作者
Andrew M. Leader,John A. Grout,Bárbara Maier,Barzin Y. Nabet,Matthew D. Park,Alexandra Tabachnikova,Christie Chang,Laura Walker,Alona Lansky,Jessica Le Bérichel,Leanna Troncoso,Nausicaa Malissen,Melanie Davila,Jérôme C. Martin,Giuliana Magri,Kevin Tuballes,Zhen Zhao,Francesca Petralia,Robert M. Samstein,Natalie Roy D’Amore,Gavin Thurston,Alice O. Kamphorst,Andrea Wolf,Raja M. Flores,Pei Wang,Sören Müller,Ira Mellman,Mary Beth Beasley,Hélène Salmon,Adeeb Rahman,Thomas U. Marron,Ephraim Kenigsberg,Miriam Mérad
摘要
Immunotherapy is a mainstay of non-small cell lung cancer (NSCLC) management.

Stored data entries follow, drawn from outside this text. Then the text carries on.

//! Ordered collection of the photos attached to one form session.
//!
//! Each entry is a single [`MediaItem`] record, so payload, preview handle and
//! remote reference cannot drift out of alignment. Positional indices are only
//! used at the UI boundary; everything asynchronous works with [`ItemId`].

use crate::error::MediaError;
use crate::models::{ItemId, ItemView, LocalPayload, MediaItem, RemoteRef, MAX_ITEMS};
use crate::preview::PreviewStore;

/// Result of [`MediaRegistry::append`]
#[derive(Debug, Clone, PartialEq)]
pub struct AppendOutcome {
    /// Ids of the accepted items, in input order
    pub accepted: Vec<ItemId>,
    /// Trailing items that did not fit
    pub dropped: usize,
}

impl AppendOutcome {
    pub fn is_truncated(&self) -> bool {
        self.dropped > 0
    }

    pub fn capacity_error(&self) -> Option<MediaError> {
        self.is_truncated().then(|| MediaError::CapacityExceeded {
            accepted: self.accepted.len(),
            dropped: self.dropped,
        })
    }
}

#[derive(Debug, Default)]
pub struct MediaRegistry {
    items: Vec<MediaItem>,
    previews: PreviewStore,
}

impl MediaRegistry {
    pub fn new() -> Self {
        Self::default()
    }

    pub fn len(&self) -> usize {
        self.items.len()
    }

    pub fn is_empty(&self) -> bool {
        self.items.is_empty()
    }

    pub fn remaining_capacity(&self) -> usize {
        MAX_ITEMS.saturating_sub(self.items.len())
    }

    pub fn is_full(&self) -> bool {
        self.remaining_capacity() == 0
    }

    /// Accepts as many items as fit, in input order, creating one preview each
    pub fn append(&mut self, raw: Vec<LocalPayload>) -> AppendOutcome {
        let remaining = self.remaining_capacity();
        let offered = raw.len();
        let mut accepted = Vec::with_capacity(remaining.min(offered));

        for payload in raw.into_iter().take(remaining) {
            let preview = self.previews.create(&payload);
            let id = ItemId::new();
            self.items.push(MediaItem {
                id,
                payload,
                preview,
                remote: None,
            });
            accepted.push(id);
        }

        let dropped = offered - accepted.len();
        if dropped > 0 {
            log::warn!(
                "Capacity reached: accepted {} of {} items",
                accepted.len(),
                offered
            );
        }
        AppendOutcome { accepted, dropped }
    }

    /// Removes the item at `index`, releasing its preview first
    pub fn remove(&mut self, index: usize) -> Option<ItemId> {
        if index >= self.items.len() {
            log::warn!("Remove ignored: index {} out of range", index);
            return None;
        }
        let item = self.items.remove(index);
        let id = item.id;
        self.previews.release(item.preview);
        log::debug!("Removed item {} at index {}", id, index);
        Some(id)
    }

    pub fn remove_by_id(&mut self, id: ItemId) -> bool {
        match self.index_of(id) {
            Some(index) => self.remove(index).is_some(),
            None => false,
        }
    }

    /// Records the remote reference; unknown ids (removed meanwhile) are ignored
    pub fn mark_uploaded(&mut self, id: ItemId, reference: RemoteRef) -> bool {
        match self.items.iter_mut().find(|item| item.id == id) {
            Some(item) => {
                item.remote = Some(reference);
                true
            }
            None => {
                log::debug!("Discarding upload result for removed item {}", id);
                false
            }
        }
    }

    /// Removes every still-present item of a batch; returns how many were removed
    pub fn rollback(&mut self, ids: &[ItemId]) -> usize {
        let (removed, kept): (Vec<_>, Vec<_>) = std::mem::take(&mut self.items)
            .into_iter()
            .partition(|item| ids.contains(&item.id));
        self.items = kept;
        let count = removed.len();
        for item in removed {
            self.previews.release(item.preview);
        }
        count
    }

    pub fn pending_count(&self) -> usize {
        self.items.iter().filter(|item| item.is_pending()).count()
    }

    pub fn contains(&self, id: ItemId) -> bool {
        self.index_of(id).is_some()
    }

    pub fn index_of(&self, id: ItemId) -> Option<usize> {
        self.items.iter().position(|item| item.id == id)
    }

    pub fn get(&self, index: usize) -> Option<&MediaItem> {
        self.items.get(index)
    }

    pub fn items(&self) -> &[MediaItem] {
        &self.items
    }

    /// Remote references in item order, refused while anything is pending
    pub fn snapshot_for_submission(&self) -> Result<Vec<RemoteRef>, MediaError> {
        let pending = self.pending_count();
        if pending > 0 {
            return Err(MediaError::SubmissionNotReady { pending });
        }
        Ok(self
            .items
            .iter()
            .filter_map(|item| item.remote.clone())
            .collect())
    }

    /// Borrows the preview source of the item at `index` for rendering
    pub fn preview_src(&self, index: usize) -> Option<&str> {
        self.items
            .get(index)
            .and_then(|item| self.previews.resolve(&item.preview))
    }

    pub fn views(&self) -> Vec<ItemView> {
        self.items
            .iter()
            .map(|item| ItemView {
                id: item.id,
                preview_src: self
                    .previews
                    .resolve(&item.preview)
                    .unwrap_or_default()
                    .to_string(),
                uploaded: item.remote.is_some(),
            })
            .collect()
    }

    /// Ends the session: releases every preview and empties the registry
    pub fn release_all(&mut self) -> usize {
        let count = self.items.len();
        for item in self.items.drain(..) {
            self.previews.release(item.preview);
        }
        count
    }

    pub fn live_previews(&self) -> usize {
        self.previews.live_count()
    }
}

While tumor mutational burden (TMB) correlates with response to immunotherapy, little is known about the relationship between the baseline immune response and tumor genotype. Using single-cell RNA sequencing, we profiled 361,929 cells from 35 early-stage NSCLC lesions. We identified a cellular module consisting of PDCD1+CXCL13+ activated T cells, IgG+ plasma cells, and SPP1+ macrophages, referred to as the lung cancer activation module (LCAMhi). We confirmed LCAMhi enrichment in multiple NSCLC cohorts, and paired CITE-seq established an antibody panel to identify LCAMhi lesions. LCAM presence was found to be independent of overall immune cell content and correlated with TMB, cancer testis antigens, and TP53 mutations. High baseline LCAM scores correlated with enhanced NSCLC response to immunotherapy even in patients with above median TMB, suggesting that immune cell composition, while correlated with TMB, may be a nonredundant biomarker of response to immunotherapy.